I guess even today many people have problems getting more than a /64 in the office or home network (edit: it's supported usually with the prefix delegation option in DHCPv6 by most ISPs), so it's not frictionless in the dev environment.
yes. we jumped ship from self-deployed kubes on Linode, to Google Cloud once they provided an external V6 face in the LB. the v6 story in google is complicated. (we jumped to google because the integration of their tools and kubectl was too good to ignore. Most things just work. Alas ipv6 inside the pod ecosystem is not one of them yet)
Do you have any resources that expand on the IPv6 support in Azure?
Alas no. When I looked at k8s/Azure the IPv6 support was new.
My comment about IPv6 'baked into the DNA' of Microsoft is about Microsoft not Azure -A lot of the work on privacy addresses, the deployment of Teredo, adoption of ULA addresses, comes from people inside Microsoft, And they have been presenting recently at NANOG and IETF on IPv6 only deployments in the Redmond campus.
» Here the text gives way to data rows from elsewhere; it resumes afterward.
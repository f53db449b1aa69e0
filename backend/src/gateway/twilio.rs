use super::{GatewayError, SentMessage, SmsGateway};
use async_trait::async_trait;
use serde::Deserialize;

/// Twilio Programmable Messaging client.
///
/// No request timeout is configured: a hung call blocks the batch that issued it.
pub struct TwilioGateway {
    client: reqwest::Client,
    api_base: String,
    account_sid: String,
    auth_token: String,
}

#[derive(Deserialize)]
struct MessageResource {
    sid: String,
    status: String,
}

#[derive(Deserialize)]
struct ErrorResource {
    message: Option<String>,
}

impl TwilioGateway {
    pub fn new(api_base: &str, account_sid: &str, auth_token: &str) -> Self {
        Self {
            client: reqwest::Client::new(),
            api_base: api_base.trim_end_matches('/').to_string(),
            account_sid: account_sid.to_string(),
            auth_token: auth_token.to_string(),
        }
    }

    fn messages_url(&self) -> String {
        format!(
            "{}/2010-04-01/Accounts/{}/Messages.json",
            self.api_base, self.account_sid
        )
    }
}

#[async_trait]
impl SmsGateway for TwilioGateway {
    async fn send(&self, body: &str, to: &str, from: &str) -> Result<SentMessage, GatewayError> {
        let resp = self
            .client
            .post(self.messages_url())
            .basic_auth(&self.account_sid, Some(&self.auth_token))
            .form(&[("Body", body), ("To", to), ("From", from)])
            .send()
            .await?;

        let status = resp.status();
        if !status.is_success() {
            let message = resp
                .json::<ErrorResource>()
                .await
                .ok()
                .and_then(|e| e.message)
                .unwrap_or_else(|| format!("SMS gateway returned HTTP {}", status));
            return Err(GatewayError::Rejected {
                status: status.as_u16(),
                message,
            });
        }

        let resource: MessageResource = resp.json().await?;
        Ok(SentMessage {
            id: resource.sid,
            status: resource.status,
        })
    }

    fn provider_name(&self) -> &str {
        "twilio"
    }
}

#[cfg(test)]
mod tests {
    use super::*;

    #[test]
    fn messages_url_uses_account_sid() {
        let gw = TwilioGateway::new("https://api.twilio.com/", "AC123", "token");
        assert_eq!(
            gw.messages_url(),
            "https://api.twilio.com/2010-04-01/Accounts/AC123/Messages.json"
        );
    }
}
pub mod notification;
pub mod upload_batch;
pub mod user;
//! Public endpoints behind the acknowledgment link sent to guardians.
//!
//! - `GET /api/notifications/{id}`: the full notification record, or 404.
//! - `POST /api/notifications/{id}/ack`: marks the notification as seen.
//!   Repeating the call still succeeds; an unknown id is a 404.
//!
//! Neither route requires a token; the id in the link is the only key.

mod ack;
mod get;

use actix_web::web::{get, post, scope};
use actix_web::Scope;

const API_PATH: &str = "/api/notifications";

pub fn configure_routes() -> Scope {
    scope(API_PATH)
        .route("/{id}", get().to(get::process))
        .route("/{id}/ack", post().to(ack::process))
}
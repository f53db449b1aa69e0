use super::rows::StudentRow;
use super::SkipReason;
use common::responses::{BulkSendSummary, SentRow, SkippedRow};

/// Sent and skipped rows of one batch, in spreadsheet order.
#[derive(Debug, Default)]
pub struct BatchOutcome {
    sent: Vec<SentRow>,
    skipped: Vec<SkippedRow>,
}

impl BatchOutcome {
    pub fn record_sent(&mut self, row: &StudentRow, normalized_phone: String) {
        self.sent.push(SentRow {
            name: row.name.clone(),
            phone: normalized_phone,
        });
    }

    /// Keeps the phone exactly as it appeared in the spreadsheet.
    pub fn record_skipped(&mut self, row: &StudentRow, reason: SkipReason) {
        self.skipped.push(SkippedRow {
            name: row.name.clone(),
            phone: row.phone.clone(),
            reason: reason.into_inner(),
        });
    }

    pub fn sent(&self) -> &[SentRow] {
        &self.sent
    }

    pub fn skipped(&self) -> &[SkippedRow] {
        &self.skipped
    }

    pub fn total(&self) -> usize {
        self.sent.len() + self.skipped.len()
    }

    pub fn into_summary(self) -> BulkSendSummary {
        BulkSendSummary {
            success: true,
            sent: self.sent.len(),
            skipped: self.skipped.len(),
            skipped_list: self.skipped,
        }
    }
}

#[cfg(test)]
mod tests {
    use super::*;

    fn row(name: &str, phone: &str) -> StudentRow {
        StudentRow {
            name: name.to_string(),
            roll_no: None,
            phone: phone.to_string(),
            attendance: 0.0,
            section: None,
        }
    }

    #[test]
    fn summary_counts_and_keeps_order() {
        let mut outcome = BatchOutcome::default();
        outcome.record_skipped(&row("A", "123"), SkipReason::new("Invalid phone number"));
        outcome.record_sent(&row("B", "9876543210"), "+919876543210".to_string());
        outcome.record_skipped(&row("C", "x"), SkipReason::new("Attendance >= 75%"));
        assert_eq!(outcome.total(), 3);
        assert_eq!(outcome.sent()[0].phone, "+919876543210");

        let summary = outcome.into_summary();
        assert!(summary.success);
        assert_eq!(summary.sent, 1);
        assert_eq!(summary.skipped, 2);
        let names: Vec<_> = summary.skipped_list.iter().map(|s| s.name.as_str()).collect();
        assert_eq!(names, ["A", "C"]);
        assert_eq!(summary.skipped_list[0].phone, "123");
    }
}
Not directly related, but can someone recommend a beginners resource to understand Kubernetes networking? There are some good ones out there that explain basic Kubernetes concepts like pods, replicas etc. But networking seems to be a more complicated topic, and most intro guides skip over it.
The networking model itself is amazingly simple, and part of what makes Kubernetes so much easier to use. The rules are as follows:
All containers can communicate with all other containers without NAT.
All nodes can communicate with all containers (and vice-versa) without NAT.
The IP that a container sees itself as is the same IP that others see it as.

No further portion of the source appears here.